Maybe you have beautiful tresses that reach down to your seat. Maybe they’re your pride and joy. Maybe all your friends are jealous of their lustrous-ness. And maybe it’s time to cut them off? This is a controversial statement that not everyone will agree with, but we’ve come across trainees who were recommended to do just that. If you’re male and this subject relates to you, be aware that while some people will have no issue with your locks, many others will. We’re giving you the safest, most cautious advice. There are a lot of sacrifices that you might be asked to make as a lawyer and getting a do that looks like all the other drones is one you might not have considered.
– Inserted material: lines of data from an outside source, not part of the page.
use std::sync::Arc;

use glam::{Mat4, Quat, Vec3};
use scene_pipeline::math::BoundingBox;
use scene_pipeline::renderer::{
    DeviceCapabilities, GraphicsDevice, HeadlessDevice, LightShaderParamsRaw, PassTarget, RenderPipelineStats,
    SceneProcessor,
};
use scene_pipeline::scene::{
    Camera, Drawable, DrawableData, GeometryId, Light, LightData, LightId, Material, MaterialId, MaterialLibrary,
    PassId, SceneSnapshot, Technique,
};
use scene_pipeline::{LightingMode, PipelineSettings};

const TIME_STEP: f32 = 1.0 / 60.0;

struct TestScene {
    snapshot: SceneSnapshot,
    camera: Camera,
}

fn cube(center: Vec3, scale: Vec3, material: MaterialId) -> DrawableData {
    let drawable = Drawable::new(BoundingBox::from_center_half_size(Vec3::ZERO, Vec3::splat(0.5)))
        .with_batch(GeometryId(1), material)
        .with_shadows();
    DrawableData::new(drawable, Mat4::from_scale_rotation_translation(scale, Quat::IDENTITY, center))
}

/// Floor, two cubes, a shadowed sun and `num_point_lights` unshadowed point lights
/// around the first cube.
fn build_scene(num_point_lights: usize) -> TestScene {
    let mut materials = MaterialLibrary::default();
    let lit = materials.add(Material::new("lit", Technique::forward_lit()));
    let glass = materials.add(Material::new("glass", Technique::lit_transparent()).with_render_order(200));

    let drawables = vec![
        cube(Vec3::new(0.0, -0.05, 0.0), Vec3::new(20.0, 0.1, 20.0), lit),
        cube(Vec3::new(0.0, 0.5, 0.0), Vec3::ONE, lit),
        cube(Vec3::new(2.0, 0.5, 1.0), Vec3::ONE, glass),
    ];

    let sun_direction = Vec3::new(-0.5, -1.0, -0.3).normalize();
    let mut lights = vec![LightData::new(
        LightId(0),
        Light::directional().with_shadows(),
        Vec3::ZERO,
        Quat::from_rotation_arc(Vec3::NEG_Z, sun_direction),
    )];
    for i in 0..num_point_lights {
        let angle = i as f32 / num_point_lights as f32 * std::f32::consts::TAU;
        lights.push(LightData::new(
            LightId(i as u64 + 1),
            Light::point(6.0),
            Vec3::new(angle.cos() * 1.5, 1.0, angle.sin() * 1.5),
            Quat::IDENTITY,
        ));
    }

    TestScene {
        snapshot: SceneSnapshot::new(drawables, lights)
            .with_materials(materials)
            .with_ambient(Vec3::splat(0.1)),
        camera: Camera::look_at(Vec3::new(0.0, 4.0, 8.0), Vec3::ZERO, Vec3::Y),
    }
}

fn run_frame(
    settings: PipelineSettings,
    scene: &TestScene,
    device: &mut HeadlessDevice,
) -> (SceneProcessor, RenderPipelineStats) {
    let mut processor = SceneProcessor::new(settings);
    processor.define(&[scene.camera]).expect("one camera is valid");
    processor.update(&scene.snapshot, TIME_STEP, device);
    let stats = processor.render(device);
    (processor, stats)
}

fn scene_pass_position(device: &HeadlessDevice, name: &str) -> Option<usize> {
    device
        .passes()
        .iter()
        .position(|pass| matches!(pass, PassTarget::Scene { pass_name } if pass_name == name))
}

#[test]
fn forward_frame_renders_shadows_before_scene_passes() {
    let scene = build_scene(2);
    let mut device = HeadlessDevice::new();
    let (processor, stats) = run_frame(PipelineSettings::default(), &scene, &mut device);

    assert_eq!(stats.num_lights, 3);
    assert_eq!(stats.num_shadowed_lights, 1);
    assert_eq!(stats.num_geometries, 3);
    assert_eq!(stats.num_batches_skipped, 0);
    assert_eq!(stats.num_batches_submitted, stats.num_batches);
    assert_eq!(stats.num_draw_calls, device.commands().len());

    assert_eq!(device.num_uploaded_lights(), 3);
    assert_eq!(device.light_buffer().len(), 3 * std::mem::size_of::<LightShaderParamsRaw>());

    let num_shadow_passes = device
        .passes()
        .iter()
        .filter(|pass| matches!(pass, PassTarget::ShadowSplit { .. }))
        .count();
    assert!(num_shadow_passes > 0);
    assert_eq!(num_shadow_passes, processor.batch_compositor().shadow_batches().len());
    assert!(matches!(device.passes()[0], PassTarget::ShadowSplit { .. }));

    let opaque = scene_pass_position(&device, "opaque").expect("opaque pass rendered");
    let alpha = scene_pass_position(&device, "alpha").expect("alpha pass rendered");
    let outline = scene_pass_position(&device, "outline").expect("outline pass rendered");
    assert!(opaque >= num_shadow_passes && opaque < alpha && alpha < outline);
    assert!(!device.passes().contains(&PassTarget::LightVolumes));
    assert!(processor.batch_compositor().light_volume_batches().is_empty());
}

#[test]
fn deferred_frame_draws_light_volumes_after_gbuffer() {
    let scene = build_scene(2);
    let mut device = HeadlessDevice::new();
    let settings = PipelineSettings {
        lighting_mode: LightingMode::DeferredBlinnPhong,
        ..PipelineSettings::default()
    };
    let (processor, stats) = run_frame(settings, &scene, &mut device);

    let deferred = scene_pass_position(&device, "deferred").expect("deferred pass rendered");
    assert_eq!(device.passes()[deferred + 1], PassTarget::LightVolumes);
    assert!(scene_pass_position(&device, "opaque").is_none());

    let volumes = processor.batch_compositor().light_volume_batches();
    assert!(!volumes.is_empty());
    assert!(volumes.len() <= stats.num_lights);
    assert!(device
        .pipeline_states()
        .iter()
        .any(|desc| desc.shader == "deferred_light"));
    assert_eq!(stats.num_batches_skipped, 0);
}

#[test]
fn deferred_frame_keeps_materials_without_gbuffer_pass() {
    let mut materials = MaterialLibrary::default();
    let unlit = materials.add(Material::new("unlit", Technique::unlit()));
    let scene = TestScene {
        snapshot: SceneSnapshot::new(vec![cube(Vec3::ZERO, Vec3::ONE, unlit)], Vec::new()).with_materials(materials),
        camera: Camera::look_at(Vec3::new(0.0, 2.0, 6.0), Vec3::ZERO, Vec3::Y),
    };

    for lighting_mode in [LightingMode::Forward, LightingMode::DeferredBlinnPhong, LightingMode::DeferredPbr] {
        let mut device = HeadlessDevice::new();
        let settings = PipelineSettings {
            lighting_mode,
            ..PipelineSettings::default()
        };
        let (processor, stats) = run_frame(settings, &scene, &mut device);

        let opaque = &processor.batch_compositor().scene_batches()[0];
        assert_eq!(opaque.len(), 1, "{:?}", lighting_mode);
        assert_eq!(opaque.batches[0].pass, PassId::BASE);
        assert_eq!(opaque.batches[0].drawable_index, 0);
        assert_eq!(stats.num_batches_submitted, stats.num_batches);
        assert!(device
            .pipeline_states()
            .iter()
            .any(|desc| desc.shader == "unlit_solid"));
    }
}

#[test]
fn pbr_mode_uses_pbr_light_volumes() {
    let scene = build_scene(1);
    let mut device = HeadlessDevice::new();
    let settings = PipelineSettings {
        lighting_mode: LightingMode::DeferredPbr,
        ..PipelineSettings::default()
    };
    run_frame(settings, &scene, &mut device);

    let shaders: Vec<&str> = device.pipeline_states().iter().map(|desc| desc.shader.as_str()).collect();
    assert!(shaders.contains(&"deferred_light_pbr"));
    assert!(!shaders.contains(&"deferred_light"));
}

#[test]
fn rejected_shaders_are_skipped_not_fatal() {
    let scene = build_scene(2);
    let mut device = HeadlessDevice::new();
    device.reject_shader("lit_solid_litbase");
    device.reject_shader("shadow");
    let (_, stats) = run_frame(PipelineSettings::default(), &scene, &mut device);

    assert!(stats.num_batches_skipped > 0);
    assert_eq!(stats.num_batches_submitted + stats.num_batches_skipped, stats.num_batches);
    assert!(device
        .commands()
        .iter()
        .all(|command| device.pipeline_states()[command.pipeline_state.0 as usize].shader != "shadow"));
}

#[test]
fn pixel_and_vertex_light_limits_apply_per_drawable() {
    let scene = build_scene(6);
    let mut device = HeadlessDevice::new();
    let settings = PipelineSettings {
        enable_shadows: false,
        max_pixel_lights: 1,
        max_vertex_lights: 4,
        ..PipelineSettings::default()
    };
    let (processor, _) = run_frame(settings, &scene, &mut device);

    // The centre cube is inside every point light
    let lighting = processor
        .drawable_processor()
        .geometry_lighting(1)
        .expect("visible drawable has lighting");
    assert_eq!(lighting.get_pixel_lights().len(), 1);
    assert_eq!(lighting.num_lights(), 5);
    assert!(lighting.spherical_harmonics.evaluate_average().x > 0.0);
    assert!(lighting.vertex_lights_hash() != 0);
}

#[test]
fn second_camera_adds_its_drawables() {
    let scene = build_scene(0);
    let mut device = HeadlessDevice::new();
    let mut processor = SceneProcessor::new(PipelineSettings::default());

    let narrow = Camera {
        fov_y_radians: 5f32.to_radians(),
        ..Camera::look_at(Vec3::new(0.0, 4.0, 8.0), Vec3::new(0.0, 0.5, 0.0), Vec3::Y)
    };
    processor.define(&[narrow]).expect("one camera is valid");
    processor.update(&scene.snapshot, TIME_STEP, &mut device);
    let single = processor.stats().num_geometries;

    processor.define(&[narrow, scene.camera]).expect("matching cameras are valid");
    processor.update(&scene.snapshot, TIME_STEP, &mut device);
    let both = processor.stats().num_geometries;

    assert!(single < both);
    assert_eq!(both, 3);
}

#[test]
fn light_processors_are_reused_between_frames() {
    let scene = build_scene(3);
    let mut device = HeadlessDevice::new();
    let mut processor = SceneProcessor::new(PipelineSettings::default());
    processor.define(&[scene.camera]).expect("one camera is valid");

    for _ in 0..3 {
        device.clear_frame();
        processor.update(&scene.snapshot, TIME_STEP, &mut device);
        processor.render(&mut device);
    }

    let cache = processor.drawable_processor().light_processor_cache();
    assert_eq!(cache.len(), 4);
    for light in &scene.snapshot.lights {
        assert!(cache.contains(light.id));
    }
    // Pipeline states survive across frames
    let num_states = device.pipeline_states().len();
    processor.update(&scene.snapshot, TIME_STEP, &mut device);
    assert_eq!(device.pipeline_states().len(), num_states);
}

#[test]
fn composition_does_not_depend_on_thread_count() {
    let scene = build_scene(4);
    let compose_with = |threads: usize| {
        let pool = rayon::ThreadPoolBuilder::new()
            .num_threads(threads)
            .build()
            .expect("thread pool");
        let mut processor = SceneProcessor::new(PipelineSettings::default()).with_thread_pool(Arc::new(pool));
        let mut device = HeadlessDevice::new();
        processor.define(&[scene.camera]).expect("one camera is valid");
        processor.update(&scene.snapshot, TIME_STEP, &mut device);
        processor
            .batch_compositor()
            .scene_batches()
            .iter()
            .flat_map(|sorted| {
                sorted.order.iter().map(move |&i| {
                    let batch = &sorted.batches[i];
                    (batch.drawable_index, batch.pass, batch.pixel_light, batch.pipeline_state_key)
                })
            })
            .collect::<Vec<_>>()
    };

    let serial = compose_with(1);
    assert!(!serial.is_empty());
    assert_eq!(serial, compose_with(4));
}

#[test]
fn capabilities_limit_instancing() {
    let scene = build_scene(0);
    let mut device = HeadlessDevice::with_capabilities(DeviceCapabilities {
        supports_instancing: false,
        ..Default::default()
    });
    run_frame(PipelineSettings::default(), &scene, &mut device);

    assert!(device.capabilities().max_shadow_atlas_pages > 0);
    assert!(device
        .pipeline_states()
        .iter()
        .all(|desc| !desc.defines.iter().any(|define| define == "INSTANCED")));
    assert!(device.commands().iter().all(|command| command.num_instances == 1));
}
Even if you don’t fit the above description, danger lurks atop your scalp. “Brush your hair!" said one exasperated source. Think carefully about the style too. Nothing too scary or outlandish. “Brushing it all over to one side is a big no-no,” says another recruiter.

Shoe clues 

“Some girls can’t even walk in their shoes,” commented one recruiter. Most agree that lower heels are the way to get ahead. But make sure they’re low key too – no open-toes. We can’t promise that all law firms pay attention to this, but there’s at least one City firm that warns its female trainees about the perils of toe cleavage. Unfamiliar with this particular term? So were some of the male members of the Student Guide team. We looked it up on Wikipedia, which told us rather more than we wanted to know, and can only conclude that toe cleavage is best avoided.

Jewel do fine 

Keep jewellery simple and to a minimum. “Wearing a string of pearls does not make you smart.”

A breath of fresh air 

Don’t leave the people you meet gasping for fresh air. Fact: some interviewees smell bad, either because they haven’t bathed well enough or bacteria in the mouth has run riot. Avoiding the first problem requires advance planning; a pongy bouche can be sorted out by keeping a pack of mints to hand. Be careful with gum as you might forget to remove it until it’s too late.


“Dress for the job you want – not the job you have,” was the advice given to Jennifer Aniston’s character in Picture Perfect. So, the advice is simple – wear a suit, wear a shirt, brush your hair and polish your shoes. Leave the Zoolander-style face off till the weekend.